■ What you have to do ■
In full and without error, repeat the entries below.

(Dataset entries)
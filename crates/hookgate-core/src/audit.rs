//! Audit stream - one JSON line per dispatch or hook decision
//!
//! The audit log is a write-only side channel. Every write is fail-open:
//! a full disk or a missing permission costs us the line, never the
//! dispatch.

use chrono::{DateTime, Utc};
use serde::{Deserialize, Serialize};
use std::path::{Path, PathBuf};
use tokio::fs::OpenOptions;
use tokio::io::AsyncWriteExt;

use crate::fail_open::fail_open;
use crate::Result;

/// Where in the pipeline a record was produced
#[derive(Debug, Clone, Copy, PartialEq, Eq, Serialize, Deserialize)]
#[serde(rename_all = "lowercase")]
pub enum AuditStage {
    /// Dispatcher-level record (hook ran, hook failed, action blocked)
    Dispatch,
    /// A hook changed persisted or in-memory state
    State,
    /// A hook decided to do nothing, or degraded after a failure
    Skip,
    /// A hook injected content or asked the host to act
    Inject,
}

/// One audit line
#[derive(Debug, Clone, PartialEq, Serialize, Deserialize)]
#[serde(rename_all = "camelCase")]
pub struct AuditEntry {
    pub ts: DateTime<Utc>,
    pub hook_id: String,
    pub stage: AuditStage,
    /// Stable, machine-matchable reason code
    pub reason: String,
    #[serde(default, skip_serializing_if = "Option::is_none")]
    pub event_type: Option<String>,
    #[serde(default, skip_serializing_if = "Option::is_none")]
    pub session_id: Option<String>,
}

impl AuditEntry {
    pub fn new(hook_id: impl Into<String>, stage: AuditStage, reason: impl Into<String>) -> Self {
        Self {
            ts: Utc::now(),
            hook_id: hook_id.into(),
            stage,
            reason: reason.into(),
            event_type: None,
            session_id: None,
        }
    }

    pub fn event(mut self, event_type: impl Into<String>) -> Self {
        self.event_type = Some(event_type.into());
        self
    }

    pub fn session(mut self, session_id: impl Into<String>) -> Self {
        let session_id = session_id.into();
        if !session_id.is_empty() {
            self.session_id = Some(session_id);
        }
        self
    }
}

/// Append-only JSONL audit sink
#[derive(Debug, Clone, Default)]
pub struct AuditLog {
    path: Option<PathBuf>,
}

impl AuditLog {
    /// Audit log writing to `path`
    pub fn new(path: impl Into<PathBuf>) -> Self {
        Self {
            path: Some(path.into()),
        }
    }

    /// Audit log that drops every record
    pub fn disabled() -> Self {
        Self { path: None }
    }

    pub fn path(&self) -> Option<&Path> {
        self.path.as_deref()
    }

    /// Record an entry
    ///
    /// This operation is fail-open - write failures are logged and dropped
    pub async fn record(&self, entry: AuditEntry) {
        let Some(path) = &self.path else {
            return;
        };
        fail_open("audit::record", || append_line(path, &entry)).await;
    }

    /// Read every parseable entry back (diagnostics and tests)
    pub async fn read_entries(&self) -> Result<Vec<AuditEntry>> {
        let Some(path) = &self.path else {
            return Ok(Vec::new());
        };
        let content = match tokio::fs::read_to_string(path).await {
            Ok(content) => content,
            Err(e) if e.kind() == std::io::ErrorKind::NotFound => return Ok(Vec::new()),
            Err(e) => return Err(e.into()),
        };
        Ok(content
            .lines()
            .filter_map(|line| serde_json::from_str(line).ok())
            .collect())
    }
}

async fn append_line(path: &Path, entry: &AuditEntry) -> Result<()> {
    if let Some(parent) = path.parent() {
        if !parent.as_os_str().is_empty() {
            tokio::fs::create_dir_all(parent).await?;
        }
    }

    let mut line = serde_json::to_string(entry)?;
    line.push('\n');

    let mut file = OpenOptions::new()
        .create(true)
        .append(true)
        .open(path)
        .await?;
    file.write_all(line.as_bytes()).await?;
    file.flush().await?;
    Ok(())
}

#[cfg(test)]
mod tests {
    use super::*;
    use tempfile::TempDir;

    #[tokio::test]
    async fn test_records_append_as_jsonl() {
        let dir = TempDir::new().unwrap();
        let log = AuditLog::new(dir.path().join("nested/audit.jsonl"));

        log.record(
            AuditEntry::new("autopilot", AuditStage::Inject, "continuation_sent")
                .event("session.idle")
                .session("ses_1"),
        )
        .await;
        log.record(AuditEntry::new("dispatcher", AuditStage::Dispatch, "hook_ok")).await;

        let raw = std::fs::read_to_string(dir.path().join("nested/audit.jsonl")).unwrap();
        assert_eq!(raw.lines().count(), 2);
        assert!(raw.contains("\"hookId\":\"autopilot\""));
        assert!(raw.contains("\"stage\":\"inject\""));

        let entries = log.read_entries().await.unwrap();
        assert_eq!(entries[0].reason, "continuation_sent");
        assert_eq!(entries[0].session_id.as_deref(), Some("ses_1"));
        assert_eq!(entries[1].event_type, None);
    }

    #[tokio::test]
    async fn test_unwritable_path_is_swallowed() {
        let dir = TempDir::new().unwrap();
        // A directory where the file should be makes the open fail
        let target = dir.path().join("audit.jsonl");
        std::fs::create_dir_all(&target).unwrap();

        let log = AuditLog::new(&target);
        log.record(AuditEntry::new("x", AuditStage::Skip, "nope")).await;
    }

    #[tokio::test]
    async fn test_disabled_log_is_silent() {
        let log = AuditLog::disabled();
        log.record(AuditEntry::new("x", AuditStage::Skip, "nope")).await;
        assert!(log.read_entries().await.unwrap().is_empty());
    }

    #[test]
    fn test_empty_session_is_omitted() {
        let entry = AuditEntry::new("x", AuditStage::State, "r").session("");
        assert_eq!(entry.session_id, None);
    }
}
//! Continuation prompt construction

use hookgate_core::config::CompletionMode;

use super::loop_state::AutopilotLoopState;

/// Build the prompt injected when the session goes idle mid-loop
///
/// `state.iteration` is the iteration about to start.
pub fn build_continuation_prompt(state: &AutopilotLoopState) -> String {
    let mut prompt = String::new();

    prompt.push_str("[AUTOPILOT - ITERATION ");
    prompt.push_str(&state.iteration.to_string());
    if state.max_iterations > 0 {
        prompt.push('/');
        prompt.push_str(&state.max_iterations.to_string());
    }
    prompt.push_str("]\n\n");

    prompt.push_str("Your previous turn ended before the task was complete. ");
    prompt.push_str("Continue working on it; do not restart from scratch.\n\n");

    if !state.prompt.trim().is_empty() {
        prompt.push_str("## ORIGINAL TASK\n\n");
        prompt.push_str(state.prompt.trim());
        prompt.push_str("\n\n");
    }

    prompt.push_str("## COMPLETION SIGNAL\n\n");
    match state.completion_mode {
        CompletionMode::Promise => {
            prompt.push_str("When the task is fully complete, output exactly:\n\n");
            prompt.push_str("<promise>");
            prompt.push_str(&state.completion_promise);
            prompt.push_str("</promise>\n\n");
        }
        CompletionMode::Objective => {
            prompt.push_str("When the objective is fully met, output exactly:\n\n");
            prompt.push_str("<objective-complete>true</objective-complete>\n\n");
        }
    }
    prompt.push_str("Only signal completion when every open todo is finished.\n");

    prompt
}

■ Task output ■
filename crates/hookgate-core/src/audit.rs
//! Audit stream - one JSON line per dispatch or hook decision
//!
//! The audit log is a write-only side channel. Every write is fail-open:
//! a full disk or a missing permission costs us the line, never the
//! dispatch.

use chrono::{DateTime, Utc};
use serde::{Deserialize, Serialize};
use std::path::{Path, PathBuf};
use tokio::fs::OpenOptions;
use tokio::io::AsyncWriteExt;

use crate::fail_open::fail_open;
use crate::Result;

/// Where in the pipeline a record was produced
#[derive(Debug, Clone, Copy, PartialEq, Eq, Serialize, Deserialize)]
#[serde(rename_all = "lowercase")]
pub enum AuditStage {
    /// Dispatcher-level record (hook ran, hook failed, action blocked)
    Dispatch,
    /// A hook changed persisted or in-memory state
    State,
    /// A hook decided to do nothing, or degraded after a failure
    Skip,
    /// A hook injected content or asked the host to act
    Inject,
}

/// One audit line
#[derive(Debug, Clone, PartialEq, Serialize, Deserialize)]
#[serde(rename_all = "camelCase")]
pub struct AuditEntry {
    pub ts: DateTime<Utc>,
    pub hook_id: String,
    pub stage: AuditStage,
    /// Stable, machine-matchable reason code
    pub reason: String,
    #[serde(default, skip_serializing_if = "Option::is_none")]
    pub event_type: Option<String>,
    #[serde(default, skip_serializing_if = "Option::is_none")]
    pub session_id: Option<String>,
}

impl AuditEntry {
    pub fn new(hook_id: impl Into<String>, stage: AuditStage, reason: impl Into<String>) -> Self {
        Self {
            ts: Utc::now(),
            hook_id: hook_id.into(),
            stage,
            reason: reason.into(),
            event_type: None,
            session_id: None,
        }
    }

    pub fn event(mut self, event_type: impl Into<String>) -> Self {
        self.event_type = Some(event_type.into());
        self
    }

    pub fn session(mut self, session_id: impl Into<String>) -> Self {
        let session_id = session_id.into();
        if !session_id.is_empty() {
            self.session_id = Some(session_id);
        }
        self
    }
}

/// Append-only JSONL audit sink
#[derive(Debug, Clone, Default)]
pub struct AuditLog {
    path: Option<PathBuf>,
}

impl AuditLog {
    /// Audit log writing to `path`
    pub fn new(path: impl Into<PathBuf>) -> Self {
        Self {
            path: Some(path.into()),
        }
    }

    /// Audit log that drops every record
    pub fn disabled() -> Self {
        Self { path: None }
    }

    pub fn path(&self) -> Option<&Path> {
        self.path.as_deref()
    }

    /// Record an entry
    ///
    /// This operation is fail-open - write failures are logged and dropped
    pub async fn record(&self, entry: AuditEntry) {
        let Some(path) = &self.path else {
            return;
        };
        fail_open("audit::record", || append_line(path, &entry)).await;
    }

    /// Read every parseable entry back (diagnostics and tests)
    pub async fn read_entries(&self) -> Result<Vec<AuditEntry>> {
        let Some(path) = &self.path else {
            return Ok(Vec::new());
        };
        let content = match tokio::fs::read_to_string(path).await {
            Ok(content) => content,
            Err(e) if e.kind() == std::io::ErrorKind::NotFound => return Ok(Vec::new()),
            Err(e) => return Err(e.into()),
        };
        Ok(content
            .lines()
            .filter_map(|line| serde_json::from_str(line).ok())
            .collect())
    }
}

async fn append_line(path: &Path, entry: &AuditEntry) -> Result<()> {
    if let Some(parent) = path.parent() {
        if !parent.as_os_str().is_empty() {
            tokio::fs::create_dir_all(parent).await?;
        }
    }

    let mut line = serde_json::to_string(entry)?;
    line.push('\n');

    let mut file = OpenOptions::new()
        .create(true)
        .append(true)
        .open(path)
        .await?;
    file.write_all(line.as_bytes()).await?;
    file.flush().await?;
    Ok(())
}

#[cfg(test)]
mod tests {
    use super::*;
    use tempfile::TempDir;

    #[tokio::test]
    async fn test_records_append_as_jsonl() {
        let dir = TempDir::new().unwrap();
        let log = AuditLog::new(dir.path().join("nested/audit.jsonl"));

        log.record(
            AuditEntry::new("autopilot", AuditStage::Inject, "continuation_sent")
                .event("session.idle")
                .session("ses_1"),
        )
        .await;
        log.record(AuditEntry::new("dispatcher", AuditStage::Dispatch, "hook_ok")).await;

        let raw = std::fs::read_to_string(dir.path().join("nested/audit.jsonl")).unwrap();
        assert_eq!(raw.lines().count(), 2);
        assert!(raw.contains("\"hookId\":\"autopilot\""));
        assert!(raw.contains("\"stage\":\"inject\""));

        let entries = log.read_entries().await.unwrap();
        assert_eq!(entries[0].reason, "continuation_sent");
        assert_eq!(entries[0].session_id.as_deref(), Some("ses_1"));
        assert_eq!(entries[1].event_type, None);
    }

    #[tokio::test]
    async fn test_unwritable_path_is_swallowed() {
        let dir = TempDir::new().unwrap();
        // A directory where the file should be makes the open fail
        let target = dir.path().join("audit.jsonl");
        std::fs::create_dir_all(&target).unwrap();

        let log = AuditLog::new(&target);
        log.record(AuditEntry::new("x", AuditStage::Skip, "nope")).await;
    }

    #[tokio::test]
    async fn test_disabled_log_is_silent() {
        let log = AuditLog::disabled();
        log.record(AuditEntry::new("x", AuditStage::Skip, "nope")).await;
        assert!(log.read_entries().await.unwrap().is_empty());
    }

    #[test]
    fn test_empty_session_is_omitted() {
        let entry = AuditEntry::new("x", AuditStage::State, "r").session("");
        assert_eq!(entry.session_id, None);
    }
}
//! Continuation prompt construction

use hookgate_core::config::CompletionMode;

use super::loop_state::AutopilotLoopState;

/// Build the prompt injected when the session goes idle mid-loop
///
/// `state.iteration` is the iteration about to start.
pub fn build_continuation_prompt(state: &AutopilotLoopState) -> String {
    let mut prompt = String::new();

    prompt.push_str("[AUTOPILOT - ITERATION ");
    prompt.push_str(&state.iteration.to_string());
    if state.max_iterations > 0 {
        prompt.push('/');
        prompt.push_str(&state.max_iterations.to_string());
    }
    prompt.push_str("]\n\n");

    prompt.push_str("Your previous turn ended before the task was complete. ");
    prompt.push_str("Continue working on it; do not restart from scratch.\n\n");

    if !state.prompt.trim().is_empty() {
        prompt.push_str("## ORIGINAL TASK\n\n");
        prompt.push_str(state.prompt.trim());
        prompt.push_str("\n\n");
    }

    prompt.push_str("## COMPLETION SIGNAL\n\n");
    match state.completion_mode {
        CompletionMode::Promise => {
            prompt.push_str("When the task is fully complete, output exactly:\n\n");
            prompt.push_str("<promise>");
            prompt.push_str(&state.completion_promise);
            prompt.push_str("</promise>\n\n");
        }
        CompletionMode::Objective => {
            prompt.push_str("When the objective is fully met, output exactly:\n\n");
            prompt.push_str("<objective-complete>true</objective-complete>\n\n");
        }
    }
    prompt.push_str("Only signal completion when every open todo is finished.\n");

    prompt
}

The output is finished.